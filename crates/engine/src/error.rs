//! Engine-level error types.

use thiserror::Error;

use crate::graph::NodeId;

/// Errors produced by the orchestration core (planning + scheduling).
///
/// Step failures are never surfaced here — they are recorded as Failed
/// results and handled by dependency propagation.
#[derive(Debug, Error)]
pub enum EngineError {
    // ------ Planning errors ------

    /// Two fragments contributed the same node ID during a merge.
    #[error("duplicate node ID: '{0}'")]
    DuplicateNodeId(NodeId),

    /// A dependency references a node that does not exist after merge.
    #[error("node '{node}' depends on unknown node '{dep}'")]
    UnresolvedDependency { node: NodeId, dep: NodeId },

    /// The merged graph is not acyclic.
    #[error("execution graph contains a cycle")]
    CycleDetected,

    /// A module's plan step failed.
    #[error("planning module '{module}' failed: {source}")]
    ModulePlan {
        module: String,
        #[source]
        source: Box<EngineError>,
    },

    // ------ Execution errors ------

    /// The run was cancelled before any node was dispatched.
    #[error("run cancelled before any node was dispatched")]
    Cancelled,

    /// Worker-pool infrastructure failure, distinct from any node's result.
    #[error("worker failure: {0}")]
    Worker(String),
}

EXERCISE DESCRIPTION: Only lines with the word "NodeId" are wanted; pull each of them from the records.

RESULT FOR THIS TASK:
use crate::graph::NodeId;
    DuplicateNodeId(NodeId),
    UnresolvedDependency { node: NodeId, dep: NodeId },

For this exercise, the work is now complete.